International information
- National side: Ireland (2019–present);
- Test debut (cap 17): 24 July 2019 v England
- Last Test: 27 May 2026 v New Zealand
- ODI debut (cap 55): 3 May 2019 v England
- Last ODI: 12 August 2026 v Afghanistan
- ODI shirt no.: 32
- T20I debut (cap 45): 12 July 2019 v Zimbabwe
- Last T20I: 14 February 2026 v Oman
- T20I shirt no.: 32

Domestic team information
- 2014–present: Northern Knights
- 2015–2017: Warwickshire
- 2026: Belfast Wolves

Career statistics
| Competition | Test | ODI | T20I | FC |
| Matches | 8 | 57 | 100 | 21 |
| Runs scored | 397 | 488 | 844 | 900 |
| Batting average | 33.08 | 16.82 | 15.34 | 32.14 |
| 100s/50s | 0/2 | 0/0 | 0/1 | 0/5 |
| Top score | 88 | 32 | 72 | 91 |
| Balls bowled | 1,312 | 2,667 | 2,157 | 2,727 |
| Wickets | 28 | 77 | 142 | 52 |
| Bowling average | 27.89 | 33.07 | 19.80 | 29.23 |
| 5 wickets in innings | 1 | 0 | 0 | 1 |
| 10 wickets in match | 0 | 0 | 0 | 0 |
| Best bowling | 5/39 | 4/19 | 4/13 | 5/39 |
| Catches/stumpings | 4/– | 29/– | 42/– | 15/– |
- Source: ESPNCricinfo, 27 September 2026

= Mark Adair =

Irish cricketer (born 1996)

Mark Richard Adair (born ) is a Northern Irish professional cricketer who plays as a right-arm fast-medium bowler and right-handed batter. He has represented the Ireland cricket team since 2019, and Northern Knights since 2014. As of June 2026, Adair ranks second amongst the highest wicket-takers in Tests and first in Twenty20 Internationals (T20Is) for Ireland.

==Domestic career==
Adair's first wicket in first-class cricket was Marcus Trescothick. He made his Twenty20 debut on 27 May 2016 for Warwickshire against Worcestershire Rapids in the 2016 NatWest T20 Blast and his List A debut in the 2017 Royal London One-Day Cup on 10 May 2017.
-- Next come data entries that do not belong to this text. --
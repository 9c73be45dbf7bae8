//! Core chess types.
//!
//! This module contains the fundamental types used throughout the crate:
//! - `Piece` and `Color` - chess piece kinds and colors
//! - `Square` - compact board square representation (u8, a1 = 0)
//! - `Bitboard` - 64-bit set of squares
//! - `Move` and `MoveList` - packed move representation
//! - `CastlingRights` - castling state

mod bitboard;
mod castling;
mod moves;
mod piece;
mod square;

pub use bitboard::{Bitboard, BitboardIter};
pub use castling::CastlingRights;
pub use moves::{Move, MoveFields, MoveList};
pub use piece::{Color, Piece};
pub use square::Square;

pub(crate) use moves::{ScoredMoveList, MAX_PLY};
pub(crate) use piece::PROMOTION_PIECES;
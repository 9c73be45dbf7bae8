//! Search tests through the public API.

use std::sync::{Arc, Mutex};

use chess_search::board::{
    best_move_for, search, Board, SearchConfig, SearchInfo, SearchParams, SearchState, MATE_SCORE,
};
use chess_search::Engine;

/// Test that the engine finds a simple mate in 1
#[test]
fn finds_mate_in_one_back_rank() {
    chess_search::init();
    let board = Board::from_fen("6k1/5ppp/8/8/8/8/8/4Q2K w - - 0 1");
    let mut state = SearchState::new(16);

    let mv = best_move_for(&board, &mut state, 1000).expect("Should find a move");
    assert_eq!(mv.to_string(), "e1e8", "Should find Qe8# (back rank mate)");
    assert!(board.apply_move(mv).is_checkmate());
}

/// Test that the engine finds scholar's mate
#[test]
fn finds_mate_in_one_queen() {
    let board = Board::from_fen("r1bqkb1r/pppp1ppp/2n2n2/4p2Q/2B1P3/8/PPPP1PPP/RNB1K1NR w KQkq - 0 4");
    let mut state = SearchState::new(16);

    let result = search(&board, &mut state, SearchConfig::depth(4));
    let mv = result.best_move.expect("Should find a move");
    assert_eq!(mv.to_string(), "h5f7", "Should find Qxf7# (scholar's mate)");
    assert_eq!(result.score, MATE_SCORE - 1);
}

/// Test that the engine avoids giving away material
#[test]
fn avoids_hanging_queen() {
    let board = Board::from_fen("r1bqkbnr/pppppppp/2n5/8/4P3/5Q2/PPPP1PPP/RNB1KBNR w KQkq - 0 3");
    let mut state = SearchState::new(16);

    let result = search(&board, &mut state, SearchConfig::depth(4));
    let mv = result.best_move.expect("Should find a move");
    assert_ne!(mv.to_string(), "f3c6", "Should not hang the queen on c6");
    assert_ne!(mv.to_string(), "f3f7", "Should not hang the queen on f7");
}

/// Test that the engine wins a loose piece
#[test]
fn captures_free_piece() {
    // The black bishop on g4 is attacked by the f3 pawn and defended by nothing.
    let board = Board::from_fen("rn1qkbnr/ppp1pppp/8/3p4/6b1/5P2/PPPPP1PP/RNBQKBNR w KQkq - 1 3");
    let mut state = SearchState::new(16);

    let result = search(&board, &mut state, SearchConfig::depth(4));
    let mv = result.best_move.expect("Should find a move");
    assert_eq!(mv.to_string(), "f3g4");
    assert!(mv.is_capture());
}

/// Every completed iteration is reported, in order, and the last one matches the result
#[test]
fn iteration_callback_reports_each_depth() {
    let seen: Arc<Mutex<Vec<SearchInfo>>> = Arc::new(Mutex::new(Vec::new()));
    let sink = Arc::clone(&seen);
    let board = Board::new();
    let mut state = SearchState::new(1);
    let config = SearchConfig::depth(4).with_info_callback(Arc::new(move |info: &SearchInfo| {
        sink.lock().unwrap().push(info.clone());
    }));

    let result = search(&board, &mut state, config);
    let seen = seen.lock().unwrap();
    assert_eq!(seen.iter().map(|i| i.depth).collect::<Vec<_>>(), vec![1, 2, 3, 4]);
    let last = seen.last().unwrap();
    assert_eq!(last.pv, result.pv);
    assert_eq!(last.score, result.score);
    assert!(last.to_string().starts_with("depth 4 score "));
}

/// The state's callback applies when the config brings none
#[test]
fn state_callback_is_used_by_best_move_for() {
    let count = Arc::new(Mutex::new(0u32));
    let sink = Arc::clone(&count);
    let mut state = SearchState::new(1);
    state.set_info_callback(Some(Arc::new(move |_: &SearchInfo| *sink.lock().unwrap() += 1)));

    let board = Board::from_fen("r1bqkbnr/pppp1ppp/2n5/4p3/4P3/5N2/PPPP1PPP/RNBQKB1R w KQkq - 2 3");
    assert!(best_move_for(&board, &mut state, 150).is_some());
    assert!(*count.lock().unwrap() >= 1);
}

/// Tuned parameters are honored and still give a sensible answer
#[test]
fn custom_params_still_find_mate() {
    let mut state = SearchState::new(1);
    state.set_params(SearchParams {
        aspiration_window: 10,
        lmr_full_moves: 2,
        ..SearchParams::default()
    });
    let board = Board::from_fen("6k1/5ppp/8/8/8/8/8/R5K1 w - - 0 1");
    let result = search(&board, &mut state, SearchConfig::depth(3));
    assert_eq!(result.best_move.map(|m| m.to_string()), Some("a1a8".to_string()));
}

/// Playing a game through the engine facade
#[test]
fn engine_plays_a_short_game() {
    let mut engine = Engine::new(4);
    for _ in 0..6 {
        let Some(mv) = engine.best_move(50) else {
            break;
        };
        assert!(engine.board().generate_moves().contains(mv));
        engine.play(&mv.to_string()).unwrap();
    }
    assert!(engine.board().is_consistent());
    assert_eq!(engine.board().hash(), engine.board().calculate_hash());
}
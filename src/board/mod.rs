//! Chess board representation and game logic.
//!
//! Positions are small `Copy` values: applying a move returns a new board and leaves the
//! original untouched. Supports full chess rules including castling, en passant, and
//! promotions.
//!
//! # Example
//! ```
//! use chess_search::board::Board;
//!
//! let board = Board::new();
//! let moves = board.generate_moves();
//! assert_eq!(moves.len(), 20);
//! ```

mod attack_tables;
mod error;
mod eval;
mod fen;
mod make_move;
mod movegen;
mod notation;
mod pst;
mod search;
mod state;
mod types;

#[cfg(test)]
mod tests;

pub use attack_tables::{
    bishop_attacks, find_magic, king_attacks, knight_attacks, pawn_attacks, queen_attacks,
    rook_attacks, SliderKind, MAX_MAGIC_TRIES,
};
pub use error::{FenError, MagicError, MoveParseError, SquareError};
pub use fen::START_FEN;
pub use movegen::KingInfo;
pub use state::Board;
pub use types::{Bitboard, BitboardIter, CastlingRights, Color, Move, MoveFields, MoveList, Piece, Square};

// Search entry points and configuration
pub use search::{
    best_move_for, search, SearchConfig, SearchInfo, SearchInfoCallback, SearchParams,
    SearchResult, SearchState, DEFAULT_MAX_DEPTH, DEFAULT_TT_MB, MATE_SCORE, MATE_THRESHOLD,
};

// Search internals for callers that need fine-grained control
pub use search::{HistoryTable, KillerTable, PvTable, SearchStats, SearchTables};

pub(crate) use types::{ScoredMoveList, MAX_PLY, PROMOTION_PIECES};

/// Build every attack table (leapers, sliders, line and between).
pub fn init() {
    attack_tables::init();
}
use crate::board::Board;

use super::SearchContext;

impl SearchContext<'_> {
    /// Null move pruning: hand the opponent a free move and search shallower.
    ///
    /// Only tried at zero-window nodes outside check. Returns `None` on timeout and
    /// `Some(Some(beta))` when the null move still fails high.
    pub(super) fn try_null_move_pruning(
        &mut self,
        board: &Board,
        depth: i32,
        beta: i32,
        ply: usize,
        extended: u32,
    ) -> Option<Option<i32>> {
        let us = board.side_to_move();
        if depth < self.params.null_min_depth
            || board.non_pawn_material_count(us) <= self.params.null_min_pieces
        {
            return Some(None);
        }

        let child = board.make_null_move();
        let reduced_depth = depth - self.params.null_reduction;
        let score = -self.negamax(&child, reduced_depth, -beta, -beta + 1, ply + 1, extended, false, false)?;

        if score >= beta {
            return Some(Some(beta));
        }
        Some(None)
    }
}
In May 2022, in the 2022 Inter-Provincial Cup, Adair scored his first century in List A cricket, with 108 runs against Munster Reds.

==International career==
In June 2016, Adair was named in Ireland's One Day International (ODI) squad for their series against Afghanistan, that took place the following month, but he did not play. In May 2019, he was added to Ireland's squad for the one-off ODI against England. He made his ODI debut for Ireland against England on 3 May 2019.

In June 2019, Adair was named in the Ireland Wolves squad for their home series against the Scotland A cricket team. Later the same month, he was named in Ireland's squad for their series against Zimbabwe.

In July 2019, Adair was named in Ireland's Test squad for their one-off match against England at Lord's. He made his Twenty20 International (T20I) debut for Ireland against Zimbabwe on 12 July 2019. He made his Test debut for Ireland, against England, on 24 July 2019. The following month, he was awarded a central contract by Cricket Ireland.

In September 2019, Adair was named in Ireland's squad for the 2019 ICC T20 World Cup Qualifier tournament in the United Arab Emirates. He was the leading wicket-taker for Ireland in the tournament, with twelve dismissals in eight matches.

On 10 July 2020, Adair was named in Ireland's 21-man squad to travel to England to start training behind closed doors for the ODI series against the England cricket team. Adair was added to Ireland's squad for the third and final ODI of the series.

In February 2021, Adair was named in the Ireland Wolves' squad for their tour to Bangladesh. In July 2021, he was named in the Ireland's ODI squad against South Africa. In September 2021, Adair was named in Ireland's provisional squad for the 2021 ICC Men's T20 World Cup. Adair was named in Ireland's Test squad for their tour of Bangladesh in March 2023. He was also named in the T20I and ODI squads for the tour.

On 7 December 2023, Adair became the first male cricketer from Ireland to take 100 wickets in T20Is.

In May 2024, he was named in Ireland's squad for the 2024 ICC Men's T20 World Cup tournament.